======== Information given ========
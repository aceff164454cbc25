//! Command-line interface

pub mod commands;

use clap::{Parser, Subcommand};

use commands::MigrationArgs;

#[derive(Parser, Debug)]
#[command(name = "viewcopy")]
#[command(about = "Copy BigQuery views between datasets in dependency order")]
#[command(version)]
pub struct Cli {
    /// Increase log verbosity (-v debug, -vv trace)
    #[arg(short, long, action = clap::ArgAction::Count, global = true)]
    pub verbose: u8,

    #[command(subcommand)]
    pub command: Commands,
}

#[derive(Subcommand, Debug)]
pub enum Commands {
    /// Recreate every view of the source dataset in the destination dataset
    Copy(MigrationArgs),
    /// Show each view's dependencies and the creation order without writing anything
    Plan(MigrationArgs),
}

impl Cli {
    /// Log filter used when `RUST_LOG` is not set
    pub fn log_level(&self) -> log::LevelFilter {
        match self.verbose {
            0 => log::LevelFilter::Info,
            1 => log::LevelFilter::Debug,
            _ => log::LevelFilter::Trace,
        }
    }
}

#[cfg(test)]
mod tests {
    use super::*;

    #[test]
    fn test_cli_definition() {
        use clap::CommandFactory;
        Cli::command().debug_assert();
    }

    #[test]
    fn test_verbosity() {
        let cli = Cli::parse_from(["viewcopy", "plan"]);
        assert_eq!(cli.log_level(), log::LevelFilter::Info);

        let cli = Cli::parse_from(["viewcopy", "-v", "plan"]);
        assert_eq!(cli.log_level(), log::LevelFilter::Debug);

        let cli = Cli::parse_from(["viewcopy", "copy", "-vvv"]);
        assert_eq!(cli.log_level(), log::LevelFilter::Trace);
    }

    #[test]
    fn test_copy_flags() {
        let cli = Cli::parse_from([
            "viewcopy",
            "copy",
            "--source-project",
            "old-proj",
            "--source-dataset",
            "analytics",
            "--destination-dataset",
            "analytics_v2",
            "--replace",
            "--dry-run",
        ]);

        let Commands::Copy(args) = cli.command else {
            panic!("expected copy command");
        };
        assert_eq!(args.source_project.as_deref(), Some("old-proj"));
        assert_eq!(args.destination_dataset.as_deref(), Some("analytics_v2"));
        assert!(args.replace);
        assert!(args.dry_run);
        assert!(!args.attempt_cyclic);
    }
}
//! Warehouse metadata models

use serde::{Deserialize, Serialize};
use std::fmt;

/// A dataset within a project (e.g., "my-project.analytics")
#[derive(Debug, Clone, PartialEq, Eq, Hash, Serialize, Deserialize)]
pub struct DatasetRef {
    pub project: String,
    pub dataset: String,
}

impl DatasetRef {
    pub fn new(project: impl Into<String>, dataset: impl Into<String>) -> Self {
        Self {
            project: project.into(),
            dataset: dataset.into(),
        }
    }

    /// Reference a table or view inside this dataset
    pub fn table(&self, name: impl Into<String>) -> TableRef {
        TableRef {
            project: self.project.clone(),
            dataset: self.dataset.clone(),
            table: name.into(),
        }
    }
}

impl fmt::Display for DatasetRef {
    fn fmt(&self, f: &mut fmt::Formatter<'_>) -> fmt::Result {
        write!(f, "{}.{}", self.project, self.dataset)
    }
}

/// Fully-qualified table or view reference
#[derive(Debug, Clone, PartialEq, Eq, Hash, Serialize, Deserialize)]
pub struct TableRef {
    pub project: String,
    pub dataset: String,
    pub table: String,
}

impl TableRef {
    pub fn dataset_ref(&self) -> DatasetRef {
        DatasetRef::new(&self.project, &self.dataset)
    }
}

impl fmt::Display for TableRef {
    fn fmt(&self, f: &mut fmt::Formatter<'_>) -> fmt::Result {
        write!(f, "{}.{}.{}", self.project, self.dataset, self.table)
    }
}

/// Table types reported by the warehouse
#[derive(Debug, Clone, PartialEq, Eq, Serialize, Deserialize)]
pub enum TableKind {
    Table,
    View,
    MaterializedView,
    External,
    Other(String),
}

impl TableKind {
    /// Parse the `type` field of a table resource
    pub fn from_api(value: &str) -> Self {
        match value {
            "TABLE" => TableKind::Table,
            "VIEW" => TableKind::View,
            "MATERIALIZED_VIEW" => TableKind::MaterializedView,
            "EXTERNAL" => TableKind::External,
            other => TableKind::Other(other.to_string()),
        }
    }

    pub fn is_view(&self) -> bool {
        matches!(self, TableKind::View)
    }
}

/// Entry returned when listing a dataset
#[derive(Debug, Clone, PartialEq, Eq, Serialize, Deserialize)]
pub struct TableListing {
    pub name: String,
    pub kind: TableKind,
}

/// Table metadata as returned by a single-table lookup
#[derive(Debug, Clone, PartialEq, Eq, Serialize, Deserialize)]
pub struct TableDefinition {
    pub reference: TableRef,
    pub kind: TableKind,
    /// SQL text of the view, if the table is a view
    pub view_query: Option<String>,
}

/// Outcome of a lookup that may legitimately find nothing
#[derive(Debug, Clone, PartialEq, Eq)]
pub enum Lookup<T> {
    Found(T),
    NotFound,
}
========
======== Information given ========
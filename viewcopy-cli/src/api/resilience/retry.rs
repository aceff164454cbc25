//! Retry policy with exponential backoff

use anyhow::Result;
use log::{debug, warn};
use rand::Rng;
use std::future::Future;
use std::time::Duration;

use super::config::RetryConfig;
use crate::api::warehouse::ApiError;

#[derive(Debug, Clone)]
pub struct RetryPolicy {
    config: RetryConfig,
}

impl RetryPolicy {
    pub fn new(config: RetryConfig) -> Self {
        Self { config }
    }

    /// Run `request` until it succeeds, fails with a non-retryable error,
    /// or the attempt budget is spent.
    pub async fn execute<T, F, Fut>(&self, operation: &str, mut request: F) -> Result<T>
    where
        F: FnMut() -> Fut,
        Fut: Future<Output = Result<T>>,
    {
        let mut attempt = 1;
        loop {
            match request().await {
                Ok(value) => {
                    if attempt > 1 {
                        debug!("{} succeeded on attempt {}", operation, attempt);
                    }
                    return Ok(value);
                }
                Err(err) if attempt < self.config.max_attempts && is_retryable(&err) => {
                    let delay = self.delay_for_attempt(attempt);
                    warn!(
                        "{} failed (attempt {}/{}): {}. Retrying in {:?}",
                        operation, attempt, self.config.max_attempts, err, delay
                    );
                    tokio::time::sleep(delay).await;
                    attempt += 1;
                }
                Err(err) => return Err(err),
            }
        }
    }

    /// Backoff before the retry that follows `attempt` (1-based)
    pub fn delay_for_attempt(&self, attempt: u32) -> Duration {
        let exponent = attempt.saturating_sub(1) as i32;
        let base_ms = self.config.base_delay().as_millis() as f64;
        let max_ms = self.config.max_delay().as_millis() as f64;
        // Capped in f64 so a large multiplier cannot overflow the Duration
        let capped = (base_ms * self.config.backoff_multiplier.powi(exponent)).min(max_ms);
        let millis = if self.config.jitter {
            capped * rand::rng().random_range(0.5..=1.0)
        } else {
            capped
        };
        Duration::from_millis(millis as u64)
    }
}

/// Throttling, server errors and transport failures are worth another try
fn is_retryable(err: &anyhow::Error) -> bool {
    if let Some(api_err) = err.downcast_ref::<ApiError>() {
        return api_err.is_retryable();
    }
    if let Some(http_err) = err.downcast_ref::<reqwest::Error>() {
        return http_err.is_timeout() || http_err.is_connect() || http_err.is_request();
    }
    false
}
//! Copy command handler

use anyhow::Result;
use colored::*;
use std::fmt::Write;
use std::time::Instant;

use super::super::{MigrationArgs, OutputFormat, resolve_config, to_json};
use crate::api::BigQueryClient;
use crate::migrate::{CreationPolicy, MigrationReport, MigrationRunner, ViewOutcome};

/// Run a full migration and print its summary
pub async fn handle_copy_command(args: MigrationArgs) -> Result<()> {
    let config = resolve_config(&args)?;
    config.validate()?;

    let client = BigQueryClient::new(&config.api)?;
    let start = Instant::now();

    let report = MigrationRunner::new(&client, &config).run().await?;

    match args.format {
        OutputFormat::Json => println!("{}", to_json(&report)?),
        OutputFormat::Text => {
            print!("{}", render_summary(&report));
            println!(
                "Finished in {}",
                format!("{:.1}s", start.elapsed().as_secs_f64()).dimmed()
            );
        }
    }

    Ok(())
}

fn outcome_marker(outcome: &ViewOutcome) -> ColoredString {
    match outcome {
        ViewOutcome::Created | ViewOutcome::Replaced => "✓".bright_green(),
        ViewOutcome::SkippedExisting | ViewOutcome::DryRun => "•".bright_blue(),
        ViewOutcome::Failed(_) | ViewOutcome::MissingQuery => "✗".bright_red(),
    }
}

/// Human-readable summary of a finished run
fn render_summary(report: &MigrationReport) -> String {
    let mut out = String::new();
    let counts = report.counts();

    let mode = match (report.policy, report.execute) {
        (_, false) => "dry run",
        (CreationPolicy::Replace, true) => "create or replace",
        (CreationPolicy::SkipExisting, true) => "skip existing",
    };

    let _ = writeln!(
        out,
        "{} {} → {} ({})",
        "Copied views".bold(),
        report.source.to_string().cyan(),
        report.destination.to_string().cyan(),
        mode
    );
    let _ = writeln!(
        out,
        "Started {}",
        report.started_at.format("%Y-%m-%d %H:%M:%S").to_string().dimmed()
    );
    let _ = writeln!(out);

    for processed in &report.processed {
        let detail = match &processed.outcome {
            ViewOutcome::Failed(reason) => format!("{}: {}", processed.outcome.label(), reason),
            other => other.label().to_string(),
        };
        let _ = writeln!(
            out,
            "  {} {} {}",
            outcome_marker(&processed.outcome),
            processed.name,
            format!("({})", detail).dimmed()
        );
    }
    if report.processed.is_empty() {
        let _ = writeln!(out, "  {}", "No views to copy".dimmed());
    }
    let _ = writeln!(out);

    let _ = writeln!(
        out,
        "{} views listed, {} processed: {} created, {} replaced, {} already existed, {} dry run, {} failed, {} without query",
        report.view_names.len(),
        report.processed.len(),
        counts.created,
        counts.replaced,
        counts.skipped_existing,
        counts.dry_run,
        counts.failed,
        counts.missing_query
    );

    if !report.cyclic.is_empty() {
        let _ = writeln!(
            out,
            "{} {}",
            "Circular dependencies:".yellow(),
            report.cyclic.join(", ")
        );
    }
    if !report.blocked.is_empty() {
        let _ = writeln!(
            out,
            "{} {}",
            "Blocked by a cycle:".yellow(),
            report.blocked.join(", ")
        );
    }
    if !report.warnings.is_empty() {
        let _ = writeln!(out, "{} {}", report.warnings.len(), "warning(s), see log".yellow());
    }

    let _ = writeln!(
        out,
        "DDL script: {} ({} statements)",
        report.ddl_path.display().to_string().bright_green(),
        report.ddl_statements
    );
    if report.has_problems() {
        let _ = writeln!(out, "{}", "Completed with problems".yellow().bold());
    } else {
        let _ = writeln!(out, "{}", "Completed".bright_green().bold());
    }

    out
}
========
What is expected →
Line count for the string "dimmed": please say how many lines in the entries above contain it, with no other words.

Solution →
4